**Brief:** Please repeat the lines below, exactly and only, from the one that holds "fn transform(spec: &ColumnSpec)" through the one that holds "type is required".

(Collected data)
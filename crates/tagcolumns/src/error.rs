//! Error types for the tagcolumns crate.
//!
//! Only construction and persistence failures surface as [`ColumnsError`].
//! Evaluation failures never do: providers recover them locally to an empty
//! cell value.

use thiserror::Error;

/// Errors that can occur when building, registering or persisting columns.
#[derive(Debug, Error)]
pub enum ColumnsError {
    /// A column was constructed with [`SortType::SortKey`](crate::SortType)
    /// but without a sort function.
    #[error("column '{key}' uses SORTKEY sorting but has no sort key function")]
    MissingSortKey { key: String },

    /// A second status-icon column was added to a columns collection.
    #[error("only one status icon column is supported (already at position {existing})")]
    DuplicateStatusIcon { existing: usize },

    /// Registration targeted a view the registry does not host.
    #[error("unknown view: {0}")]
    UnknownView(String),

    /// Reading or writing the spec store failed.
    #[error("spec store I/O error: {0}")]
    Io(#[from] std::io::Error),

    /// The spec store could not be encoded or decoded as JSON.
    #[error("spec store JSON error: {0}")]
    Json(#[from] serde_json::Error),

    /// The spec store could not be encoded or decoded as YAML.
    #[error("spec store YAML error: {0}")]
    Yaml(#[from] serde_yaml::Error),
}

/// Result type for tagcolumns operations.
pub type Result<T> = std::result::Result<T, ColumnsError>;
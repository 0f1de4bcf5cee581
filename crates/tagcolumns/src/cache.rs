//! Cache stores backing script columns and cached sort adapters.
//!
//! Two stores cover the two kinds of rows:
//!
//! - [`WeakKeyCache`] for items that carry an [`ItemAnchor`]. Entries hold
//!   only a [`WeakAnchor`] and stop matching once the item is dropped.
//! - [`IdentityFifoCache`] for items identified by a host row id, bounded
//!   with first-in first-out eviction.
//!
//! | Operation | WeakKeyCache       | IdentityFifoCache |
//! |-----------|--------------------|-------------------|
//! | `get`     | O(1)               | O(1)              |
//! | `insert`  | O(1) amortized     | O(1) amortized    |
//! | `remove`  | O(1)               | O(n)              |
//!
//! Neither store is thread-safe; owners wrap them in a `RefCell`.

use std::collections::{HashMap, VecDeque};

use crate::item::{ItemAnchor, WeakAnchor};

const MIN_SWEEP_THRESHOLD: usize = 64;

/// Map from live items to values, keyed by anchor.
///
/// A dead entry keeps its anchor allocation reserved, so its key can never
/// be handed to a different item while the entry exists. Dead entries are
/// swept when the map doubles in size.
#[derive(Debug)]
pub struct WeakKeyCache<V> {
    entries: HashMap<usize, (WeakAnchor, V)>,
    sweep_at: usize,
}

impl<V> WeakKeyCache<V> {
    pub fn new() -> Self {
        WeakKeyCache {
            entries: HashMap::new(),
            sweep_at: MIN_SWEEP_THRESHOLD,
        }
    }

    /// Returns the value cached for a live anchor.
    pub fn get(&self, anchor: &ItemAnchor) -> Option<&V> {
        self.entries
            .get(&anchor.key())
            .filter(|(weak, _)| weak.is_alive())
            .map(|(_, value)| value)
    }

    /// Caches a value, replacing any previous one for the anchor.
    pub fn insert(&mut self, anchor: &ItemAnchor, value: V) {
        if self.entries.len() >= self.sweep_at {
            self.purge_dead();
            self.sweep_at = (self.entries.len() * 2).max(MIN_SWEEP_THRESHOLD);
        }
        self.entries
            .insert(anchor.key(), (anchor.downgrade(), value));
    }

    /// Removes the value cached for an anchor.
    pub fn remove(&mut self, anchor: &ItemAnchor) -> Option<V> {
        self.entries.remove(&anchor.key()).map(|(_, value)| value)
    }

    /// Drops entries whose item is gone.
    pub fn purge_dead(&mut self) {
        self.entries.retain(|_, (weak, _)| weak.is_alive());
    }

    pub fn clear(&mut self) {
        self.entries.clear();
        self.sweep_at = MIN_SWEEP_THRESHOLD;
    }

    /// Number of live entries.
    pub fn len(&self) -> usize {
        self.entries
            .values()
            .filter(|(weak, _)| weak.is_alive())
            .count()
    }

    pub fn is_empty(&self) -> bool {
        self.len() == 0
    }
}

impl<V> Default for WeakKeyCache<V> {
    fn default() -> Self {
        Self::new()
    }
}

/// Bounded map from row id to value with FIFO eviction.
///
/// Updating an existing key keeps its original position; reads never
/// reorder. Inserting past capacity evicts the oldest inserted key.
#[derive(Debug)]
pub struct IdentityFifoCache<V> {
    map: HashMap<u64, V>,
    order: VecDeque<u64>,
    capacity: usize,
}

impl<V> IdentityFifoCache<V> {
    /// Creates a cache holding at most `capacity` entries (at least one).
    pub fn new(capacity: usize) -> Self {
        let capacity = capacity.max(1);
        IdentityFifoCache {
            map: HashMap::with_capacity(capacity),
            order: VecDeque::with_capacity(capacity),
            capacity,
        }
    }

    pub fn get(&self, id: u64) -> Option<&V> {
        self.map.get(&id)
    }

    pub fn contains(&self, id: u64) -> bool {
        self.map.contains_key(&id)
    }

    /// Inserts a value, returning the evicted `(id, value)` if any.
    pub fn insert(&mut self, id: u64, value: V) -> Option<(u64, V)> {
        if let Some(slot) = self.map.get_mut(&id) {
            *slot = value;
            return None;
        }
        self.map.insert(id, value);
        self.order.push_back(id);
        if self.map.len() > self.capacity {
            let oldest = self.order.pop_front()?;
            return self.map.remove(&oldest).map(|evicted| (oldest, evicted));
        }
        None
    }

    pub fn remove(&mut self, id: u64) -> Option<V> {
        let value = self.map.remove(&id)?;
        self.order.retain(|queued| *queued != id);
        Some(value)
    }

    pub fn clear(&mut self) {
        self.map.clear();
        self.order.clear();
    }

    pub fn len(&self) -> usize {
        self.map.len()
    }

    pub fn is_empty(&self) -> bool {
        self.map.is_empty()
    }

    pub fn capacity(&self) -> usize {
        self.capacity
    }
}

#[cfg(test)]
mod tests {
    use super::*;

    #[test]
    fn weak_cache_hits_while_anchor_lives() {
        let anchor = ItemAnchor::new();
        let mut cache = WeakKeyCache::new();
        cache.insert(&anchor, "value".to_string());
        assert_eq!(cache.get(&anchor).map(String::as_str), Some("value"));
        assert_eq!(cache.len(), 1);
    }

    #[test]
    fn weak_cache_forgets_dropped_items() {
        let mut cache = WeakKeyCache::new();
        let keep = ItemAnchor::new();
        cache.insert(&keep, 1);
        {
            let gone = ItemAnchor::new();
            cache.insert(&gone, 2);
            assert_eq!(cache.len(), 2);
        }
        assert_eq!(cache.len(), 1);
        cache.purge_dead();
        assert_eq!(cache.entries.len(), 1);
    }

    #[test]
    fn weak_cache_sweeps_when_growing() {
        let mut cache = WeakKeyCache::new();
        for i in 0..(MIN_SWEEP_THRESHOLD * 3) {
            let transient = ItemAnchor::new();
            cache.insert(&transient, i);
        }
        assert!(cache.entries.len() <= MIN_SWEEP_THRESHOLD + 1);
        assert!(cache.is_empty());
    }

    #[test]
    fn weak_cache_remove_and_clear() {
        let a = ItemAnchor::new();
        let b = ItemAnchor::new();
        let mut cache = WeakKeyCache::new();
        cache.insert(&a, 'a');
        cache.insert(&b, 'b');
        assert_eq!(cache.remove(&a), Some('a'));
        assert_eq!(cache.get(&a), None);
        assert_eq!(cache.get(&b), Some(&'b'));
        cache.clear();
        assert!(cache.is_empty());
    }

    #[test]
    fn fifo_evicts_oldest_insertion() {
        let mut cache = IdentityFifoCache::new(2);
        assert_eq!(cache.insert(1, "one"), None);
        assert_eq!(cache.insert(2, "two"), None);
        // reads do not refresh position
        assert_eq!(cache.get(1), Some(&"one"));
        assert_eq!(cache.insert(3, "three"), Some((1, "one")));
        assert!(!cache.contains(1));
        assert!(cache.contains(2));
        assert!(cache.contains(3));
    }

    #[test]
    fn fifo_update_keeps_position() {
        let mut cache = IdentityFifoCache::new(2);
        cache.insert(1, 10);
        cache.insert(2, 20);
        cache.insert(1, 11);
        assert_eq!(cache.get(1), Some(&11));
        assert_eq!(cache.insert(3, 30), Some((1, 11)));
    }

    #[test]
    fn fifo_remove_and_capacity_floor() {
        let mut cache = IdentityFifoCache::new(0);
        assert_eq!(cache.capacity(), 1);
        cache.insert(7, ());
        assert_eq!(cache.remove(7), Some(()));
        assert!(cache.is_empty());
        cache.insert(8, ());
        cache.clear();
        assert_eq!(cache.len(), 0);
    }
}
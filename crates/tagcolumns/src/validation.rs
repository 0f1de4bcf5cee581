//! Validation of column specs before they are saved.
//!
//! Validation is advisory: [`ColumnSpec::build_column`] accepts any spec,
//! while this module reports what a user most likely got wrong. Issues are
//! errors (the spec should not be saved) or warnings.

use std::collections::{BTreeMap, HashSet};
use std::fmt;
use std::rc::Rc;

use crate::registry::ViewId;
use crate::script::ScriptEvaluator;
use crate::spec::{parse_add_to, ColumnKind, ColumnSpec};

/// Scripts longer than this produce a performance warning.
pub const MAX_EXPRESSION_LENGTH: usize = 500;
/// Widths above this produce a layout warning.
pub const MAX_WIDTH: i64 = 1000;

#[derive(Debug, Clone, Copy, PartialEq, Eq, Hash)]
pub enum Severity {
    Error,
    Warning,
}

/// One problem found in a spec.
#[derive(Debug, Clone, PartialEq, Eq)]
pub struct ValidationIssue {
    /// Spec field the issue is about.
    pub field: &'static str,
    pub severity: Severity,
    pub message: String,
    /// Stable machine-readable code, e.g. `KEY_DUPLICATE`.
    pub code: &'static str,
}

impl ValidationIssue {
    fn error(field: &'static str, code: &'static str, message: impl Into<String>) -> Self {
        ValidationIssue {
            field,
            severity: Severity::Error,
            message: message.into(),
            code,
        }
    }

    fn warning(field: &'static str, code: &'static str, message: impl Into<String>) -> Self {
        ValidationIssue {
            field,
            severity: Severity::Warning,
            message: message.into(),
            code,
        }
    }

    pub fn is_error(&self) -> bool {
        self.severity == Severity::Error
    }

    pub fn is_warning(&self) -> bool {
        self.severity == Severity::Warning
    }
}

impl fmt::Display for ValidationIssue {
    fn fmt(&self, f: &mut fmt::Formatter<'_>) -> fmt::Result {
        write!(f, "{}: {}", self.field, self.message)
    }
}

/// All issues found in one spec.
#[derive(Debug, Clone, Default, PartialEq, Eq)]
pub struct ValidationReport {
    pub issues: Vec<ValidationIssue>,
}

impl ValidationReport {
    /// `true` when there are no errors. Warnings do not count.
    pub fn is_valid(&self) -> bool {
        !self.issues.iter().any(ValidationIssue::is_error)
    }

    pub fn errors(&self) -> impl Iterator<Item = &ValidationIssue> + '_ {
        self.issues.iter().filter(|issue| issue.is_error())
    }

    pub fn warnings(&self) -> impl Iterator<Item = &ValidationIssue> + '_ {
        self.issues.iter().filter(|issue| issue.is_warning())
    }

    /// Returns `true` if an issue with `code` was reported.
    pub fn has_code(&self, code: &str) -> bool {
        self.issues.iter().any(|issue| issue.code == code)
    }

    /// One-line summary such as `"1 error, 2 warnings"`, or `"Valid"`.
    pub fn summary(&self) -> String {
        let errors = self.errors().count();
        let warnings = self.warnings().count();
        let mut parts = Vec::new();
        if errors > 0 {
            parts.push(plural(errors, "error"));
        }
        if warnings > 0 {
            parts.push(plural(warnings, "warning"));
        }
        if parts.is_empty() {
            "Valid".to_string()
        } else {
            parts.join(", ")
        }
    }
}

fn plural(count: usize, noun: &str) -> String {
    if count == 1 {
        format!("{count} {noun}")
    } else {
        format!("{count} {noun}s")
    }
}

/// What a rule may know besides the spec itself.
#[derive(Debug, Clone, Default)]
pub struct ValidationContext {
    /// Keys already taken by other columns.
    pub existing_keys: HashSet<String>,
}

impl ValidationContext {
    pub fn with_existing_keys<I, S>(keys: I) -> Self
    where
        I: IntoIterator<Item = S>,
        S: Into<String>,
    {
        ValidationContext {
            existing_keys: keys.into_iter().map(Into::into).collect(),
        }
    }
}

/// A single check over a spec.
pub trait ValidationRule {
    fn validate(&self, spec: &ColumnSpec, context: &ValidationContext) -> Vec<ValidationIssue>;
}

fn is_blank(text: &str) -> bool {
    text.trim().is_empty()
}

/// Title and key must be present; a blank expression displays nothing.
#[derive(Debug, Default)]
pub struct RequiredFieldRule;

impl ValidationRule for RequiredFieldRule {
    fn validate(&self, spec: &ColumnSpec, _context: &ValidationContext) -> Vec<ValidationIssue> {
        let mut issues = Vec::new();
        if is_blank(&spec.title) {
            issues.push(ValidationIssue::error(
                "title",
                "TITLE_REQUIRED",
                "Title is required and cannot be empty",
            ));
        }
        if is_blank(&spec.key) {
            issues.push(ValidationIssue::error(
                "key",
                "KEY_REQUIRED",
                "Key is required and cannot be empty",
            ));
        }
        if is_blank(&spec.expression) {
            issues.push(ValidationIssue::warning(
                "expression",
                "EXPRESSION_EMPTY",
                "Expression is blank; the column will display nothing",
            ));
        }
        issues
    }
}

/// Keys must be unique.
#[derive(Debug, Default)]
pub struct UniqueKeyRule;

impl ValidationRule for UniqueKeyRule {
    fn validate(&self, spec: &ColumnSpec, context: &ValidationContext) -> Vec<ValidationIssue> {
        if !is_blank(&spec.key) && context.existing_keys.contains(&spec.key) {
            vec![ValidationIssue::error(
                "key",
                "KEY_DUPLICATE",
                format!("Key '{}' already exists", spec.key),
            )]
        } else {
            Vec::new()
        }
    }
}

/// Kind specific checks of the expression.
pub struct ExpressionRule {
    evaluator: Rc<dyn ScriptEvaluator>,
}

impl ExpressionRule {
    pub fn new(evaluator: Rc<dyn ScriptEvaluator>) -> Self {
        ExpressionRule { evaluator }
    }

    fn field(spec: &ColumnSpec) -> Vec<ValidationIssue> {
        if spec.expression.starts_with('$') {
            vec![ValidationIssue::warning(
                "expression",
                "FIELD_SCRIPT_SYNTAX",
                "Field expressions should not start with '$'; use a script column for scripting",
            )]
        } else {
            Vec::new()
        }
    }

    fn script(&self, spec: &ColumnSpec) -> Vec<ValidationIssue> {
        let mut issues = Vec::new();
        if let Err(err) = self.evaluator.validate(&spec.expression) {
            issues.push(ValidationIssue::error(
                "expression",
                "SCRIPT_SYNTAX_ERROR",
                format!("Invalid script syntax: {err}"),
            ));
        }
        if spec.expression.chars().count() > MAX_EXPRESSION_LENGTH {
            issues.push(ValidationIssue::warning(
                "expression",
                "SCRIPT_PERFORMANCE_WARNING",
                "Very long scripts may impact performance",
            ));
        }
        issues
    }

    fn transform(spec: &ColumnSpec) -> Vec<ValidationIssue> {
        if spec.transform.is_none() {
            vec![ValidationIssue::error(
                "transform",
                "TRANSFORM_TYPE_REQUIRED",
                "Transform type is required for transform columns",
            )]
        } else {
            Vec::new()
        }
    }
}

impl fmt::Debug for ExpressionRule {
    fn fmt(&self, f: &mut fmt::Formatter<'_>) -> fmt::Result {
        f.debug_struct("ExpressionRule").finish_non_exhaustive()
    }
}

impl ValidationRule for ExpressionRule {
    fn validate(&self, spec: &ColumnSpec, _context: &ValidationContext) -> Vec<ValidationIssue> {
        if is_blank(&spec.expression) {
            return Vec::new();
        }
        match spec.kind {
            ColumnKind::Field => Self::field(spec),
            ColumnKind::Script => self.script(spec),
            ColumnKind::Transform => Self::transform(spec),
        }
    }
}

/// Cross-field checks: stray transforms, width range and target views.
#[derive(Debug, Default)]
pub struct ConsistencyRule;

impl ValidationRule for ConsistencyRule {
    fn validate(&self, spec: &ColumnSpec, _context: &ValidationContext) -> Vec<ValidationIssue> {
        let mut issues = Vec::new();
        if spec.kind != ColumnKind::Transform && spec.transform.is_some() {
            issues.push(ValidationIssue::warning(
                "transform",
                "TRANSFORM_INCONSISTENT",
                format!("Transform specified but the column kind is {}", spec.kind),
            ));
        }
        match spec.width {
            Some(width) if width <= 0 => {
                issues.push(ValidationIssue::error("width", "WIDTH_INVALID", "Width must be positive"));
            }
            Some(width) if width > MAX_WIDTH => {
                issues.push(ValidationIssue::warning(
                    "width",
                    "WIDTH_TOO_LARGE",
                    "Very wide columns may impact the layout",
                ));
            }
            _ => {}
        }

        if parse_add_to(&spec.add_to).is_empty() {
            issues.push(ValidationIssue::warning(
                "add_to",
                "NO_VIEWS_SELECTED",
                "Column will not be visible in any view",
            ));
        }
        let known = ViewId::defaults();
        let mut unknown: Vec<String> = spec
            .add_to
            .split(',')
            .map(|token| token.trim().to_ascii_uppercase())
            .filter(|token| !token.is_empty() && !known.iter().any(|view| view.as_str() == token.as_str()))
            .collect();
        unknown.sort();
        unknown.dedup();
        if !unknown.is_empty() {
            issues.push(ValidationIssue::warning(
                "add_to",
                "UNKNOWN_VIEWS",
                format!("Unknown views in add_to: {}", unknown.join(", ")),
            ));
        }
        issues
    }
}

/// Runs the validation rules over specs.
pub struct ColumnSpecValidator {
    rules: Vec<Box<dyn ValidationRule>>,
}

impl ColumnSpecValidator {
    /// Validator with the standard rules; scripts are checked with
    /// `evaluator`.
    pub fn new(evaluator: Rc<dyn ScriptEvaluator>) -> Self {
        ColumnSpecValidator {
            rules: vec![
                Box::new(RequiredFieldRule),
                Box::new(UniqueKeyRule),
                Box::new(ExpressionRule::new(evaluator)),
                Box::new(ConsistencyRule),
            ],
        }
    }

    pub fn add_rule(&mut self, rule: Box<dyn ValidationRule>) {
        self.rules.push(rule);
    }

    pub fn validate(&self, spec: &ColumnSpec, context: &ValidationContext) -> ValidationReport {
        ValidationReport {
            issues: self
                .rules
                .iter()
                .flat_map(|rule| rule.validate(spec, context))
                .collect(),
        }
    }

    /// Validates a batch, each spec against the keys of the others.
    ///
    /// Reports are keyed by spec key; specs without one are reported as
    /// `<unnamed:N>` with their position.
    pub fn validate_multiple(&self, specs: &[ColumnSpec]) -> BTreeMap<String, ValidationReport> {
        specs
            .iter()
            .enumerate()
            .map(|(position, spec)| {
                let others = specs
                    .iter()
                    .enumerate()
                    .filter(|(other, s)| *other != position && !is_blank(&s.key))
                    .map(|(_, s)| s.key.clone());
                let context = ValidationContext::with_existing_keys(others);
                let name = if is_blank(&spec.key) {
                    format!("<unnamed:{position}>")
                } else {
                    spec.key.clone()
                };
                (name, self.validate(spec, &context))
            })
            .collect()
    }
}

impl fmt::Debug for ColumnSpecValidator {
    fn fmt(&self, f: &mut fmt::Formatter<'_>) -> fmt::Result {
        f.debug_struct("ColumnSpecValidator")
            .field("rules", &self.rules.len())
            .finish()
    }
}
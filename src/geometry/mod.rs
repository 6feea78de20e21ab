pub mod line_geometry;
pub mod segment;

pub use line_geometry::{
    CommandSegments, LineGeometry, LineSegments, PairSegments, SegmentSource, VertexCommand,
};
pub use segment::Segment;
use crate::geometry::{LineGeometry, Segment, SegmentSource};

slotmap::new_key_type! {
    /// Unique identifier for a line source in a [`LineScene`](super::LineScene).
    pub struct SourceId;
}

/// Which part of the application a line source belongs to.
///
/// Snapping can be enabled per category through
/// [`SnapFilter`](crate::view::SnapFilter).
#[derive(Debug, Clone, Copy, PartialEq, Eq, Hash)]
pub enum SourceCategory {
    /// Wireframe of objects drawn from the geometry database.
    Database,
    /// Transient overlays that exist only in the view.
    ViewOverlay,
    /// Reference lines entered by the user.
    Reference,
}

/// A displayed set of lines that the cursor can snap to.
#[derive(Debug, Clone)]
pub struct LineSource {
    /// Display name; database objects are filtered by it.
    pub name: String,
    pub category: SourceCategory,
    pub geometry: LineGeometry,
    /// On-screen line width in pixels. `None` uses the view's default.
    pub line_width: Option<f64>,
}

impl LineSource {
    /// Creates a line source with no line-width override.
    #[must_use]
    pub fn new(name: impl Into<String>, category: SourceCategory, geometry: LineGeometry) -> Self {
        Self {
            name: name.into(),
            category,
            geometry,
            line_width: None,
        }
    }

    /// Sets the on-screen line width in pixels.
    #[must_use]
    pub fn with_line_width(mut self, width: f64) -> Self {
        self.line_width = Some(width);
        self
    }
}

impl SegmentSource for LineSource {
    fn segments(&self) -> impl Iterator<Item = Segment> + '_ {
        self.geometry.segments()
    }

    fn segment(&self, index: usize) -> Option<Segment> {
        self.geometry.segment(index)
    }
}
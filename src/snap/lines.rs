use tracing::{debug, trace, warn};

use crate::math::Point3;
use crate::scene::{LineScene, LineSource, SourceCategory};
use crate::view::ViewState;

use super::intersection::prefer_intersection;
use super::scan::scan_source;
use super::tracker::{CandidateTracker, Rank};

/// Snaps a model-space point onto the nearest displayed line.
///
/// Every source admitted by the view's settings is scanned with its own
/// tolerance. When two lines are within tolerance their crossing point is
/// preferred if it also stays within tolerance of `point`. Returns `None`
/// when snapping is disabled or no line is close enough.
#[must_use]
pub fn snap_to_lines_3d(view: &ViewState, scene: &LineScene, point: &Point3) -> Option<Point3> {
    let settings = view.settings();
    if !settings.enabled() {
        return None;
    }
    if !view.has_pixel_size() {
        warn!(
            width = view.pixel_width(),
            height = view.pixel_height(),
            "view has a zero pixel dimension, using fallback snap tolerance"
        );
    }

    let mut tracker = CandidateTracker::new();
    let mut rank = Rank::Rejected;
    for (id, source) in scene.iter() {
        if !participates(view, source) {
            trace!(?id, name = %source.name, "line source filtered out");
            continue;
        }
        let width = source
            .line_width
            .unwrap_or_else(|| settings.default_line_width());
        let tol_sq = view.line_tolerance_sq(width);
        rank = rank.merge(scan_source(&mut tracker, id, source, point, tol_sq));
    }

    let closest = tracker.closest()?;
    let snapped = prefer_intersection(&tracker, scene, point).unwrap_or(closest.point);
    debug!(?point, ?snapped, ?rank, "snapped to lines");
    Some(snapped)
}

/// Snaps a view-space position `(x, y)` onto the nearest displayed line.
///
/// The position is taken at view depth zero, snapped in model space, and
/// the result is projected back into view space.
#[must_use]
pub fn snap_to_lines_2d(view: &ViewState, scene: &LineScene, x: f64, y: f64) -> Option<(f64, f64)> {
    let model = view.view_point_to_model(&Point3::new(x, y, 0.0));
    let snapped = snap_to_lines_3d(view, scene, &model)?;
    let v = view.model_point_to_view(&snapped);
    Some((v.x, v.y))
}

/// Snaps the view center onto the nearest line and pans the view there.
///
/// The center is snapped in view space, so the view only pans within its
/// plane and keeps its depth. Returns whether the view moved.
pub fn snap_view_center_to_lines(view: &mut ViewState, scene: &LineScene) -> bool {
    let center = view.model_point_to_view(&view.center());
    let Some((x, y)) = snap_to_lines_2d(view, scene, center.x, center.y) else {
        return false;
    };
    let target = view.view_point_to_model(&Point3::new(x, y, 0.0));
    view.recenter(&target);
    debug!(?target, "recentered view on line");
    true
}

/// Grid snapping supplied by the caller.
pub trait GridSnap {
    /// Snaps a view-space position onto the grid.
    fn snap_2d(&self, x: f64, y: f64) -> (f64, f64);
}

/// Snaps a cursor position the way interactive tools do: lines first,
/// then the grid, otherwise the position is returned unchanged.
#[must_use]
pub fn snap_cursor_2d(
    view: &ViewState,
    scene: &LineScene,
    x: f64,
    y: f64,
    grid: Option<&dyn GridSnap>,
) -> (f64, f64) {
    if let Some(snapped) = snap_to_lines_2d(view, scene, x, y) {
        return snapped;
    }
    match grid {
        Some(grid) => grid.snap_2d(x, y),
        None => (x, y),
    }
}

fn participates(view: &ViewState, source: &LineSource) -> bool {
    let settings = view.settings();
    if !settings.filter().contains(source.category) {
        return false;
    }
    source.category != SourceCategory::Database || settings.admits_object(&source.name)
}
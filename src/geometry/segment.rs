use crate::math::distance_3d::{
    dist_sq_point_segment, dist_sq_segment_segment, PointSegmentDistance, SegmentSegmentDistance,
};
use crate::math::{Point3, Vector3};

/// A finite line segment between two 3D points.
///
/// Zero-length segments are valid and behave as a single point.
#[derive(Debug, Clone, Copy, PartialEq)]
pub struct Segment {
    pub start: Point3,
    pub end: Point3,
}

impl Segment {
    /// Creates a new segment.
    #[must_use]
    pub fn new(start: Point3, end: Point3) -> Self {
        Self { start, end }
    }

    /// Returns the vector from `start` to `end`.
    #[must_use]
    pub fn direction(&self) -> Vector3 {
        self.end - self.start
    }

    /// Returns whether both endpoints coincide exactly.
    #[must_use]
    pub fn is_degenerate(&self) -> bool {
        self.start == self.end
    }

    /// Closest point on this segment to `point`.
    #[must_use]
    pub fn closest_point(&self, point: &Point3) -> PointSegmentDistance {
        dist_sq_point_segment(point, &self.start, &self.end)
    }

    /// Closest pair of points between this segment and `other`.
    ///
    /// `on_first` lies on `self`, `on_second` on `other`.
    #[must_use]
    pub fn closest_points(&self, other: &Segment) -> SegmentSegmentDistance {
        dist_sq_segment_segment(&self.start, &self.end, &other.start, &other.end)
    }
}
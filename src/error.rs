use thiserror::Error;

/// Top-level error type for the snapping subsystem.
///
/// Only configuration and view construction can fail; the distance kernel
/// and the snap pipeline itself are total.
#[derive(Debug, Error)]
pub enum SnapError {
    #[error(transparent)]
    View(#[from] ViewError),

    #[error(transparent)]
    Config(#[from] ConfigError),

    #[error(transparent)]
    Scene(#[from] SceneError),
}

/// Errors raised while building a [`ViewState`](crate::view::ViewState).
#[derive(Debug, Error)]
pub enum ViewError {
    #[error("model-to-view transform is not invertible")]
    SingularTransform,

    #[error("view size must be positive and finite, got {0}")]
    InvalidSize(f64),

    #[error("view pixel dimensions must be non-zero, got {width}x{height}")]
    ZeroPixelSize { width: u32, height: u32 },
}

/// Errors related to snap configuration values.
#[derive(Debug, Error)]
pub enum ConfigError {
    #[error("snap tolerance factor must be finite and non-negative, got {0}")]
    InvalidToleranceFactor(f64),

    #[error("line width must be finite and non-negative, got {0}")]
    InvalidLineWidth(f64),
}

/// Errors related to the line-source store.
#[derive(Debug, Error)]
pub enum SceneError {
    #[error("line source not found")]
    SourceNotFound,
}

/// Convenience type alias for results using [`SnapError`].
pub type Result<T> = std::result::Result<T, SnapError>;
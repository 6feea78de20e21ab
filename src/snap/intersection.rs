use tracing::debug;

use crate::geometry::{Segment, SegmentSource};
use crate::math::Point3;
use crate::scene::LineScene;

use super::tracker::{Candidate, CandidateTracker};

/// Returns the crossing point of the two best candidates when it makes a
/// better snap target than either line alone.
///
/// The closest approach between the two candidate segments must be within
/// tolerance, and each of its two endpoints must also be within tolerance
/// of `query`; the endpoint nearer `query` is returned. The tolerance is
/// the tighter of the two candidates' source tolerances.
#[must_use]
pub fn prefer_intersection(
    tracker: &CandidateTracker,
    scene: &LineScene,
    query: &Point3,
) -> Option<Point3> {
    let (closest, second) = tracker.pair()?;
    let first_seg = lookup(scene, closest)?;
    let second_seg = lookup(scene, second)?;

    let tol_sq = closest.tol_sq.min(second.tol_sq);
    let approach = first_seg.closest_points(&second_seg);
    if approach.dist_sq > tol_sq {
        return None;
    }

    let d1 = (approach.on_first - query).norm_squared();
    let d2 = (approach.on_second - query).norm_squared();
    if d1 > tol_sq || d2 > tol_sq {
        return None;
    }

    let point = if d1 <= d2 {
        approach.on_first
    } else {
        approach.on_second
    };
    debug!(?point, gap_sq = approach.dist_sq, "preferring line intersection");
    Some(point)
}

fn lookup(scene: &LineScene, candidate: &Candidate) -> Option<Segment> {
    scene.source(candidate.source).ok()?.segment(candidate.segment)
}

**Exercise result:**
    fn transform(spec: &ColumnSpec) -> Vec<ValidationIssue> {
        if spec.transform.is_none() {
            vec![ValidationIssue::error(
                "transform",
                "TRANSFORM_TYPE_REQUIRED",
                "Transform type is required for transform columns",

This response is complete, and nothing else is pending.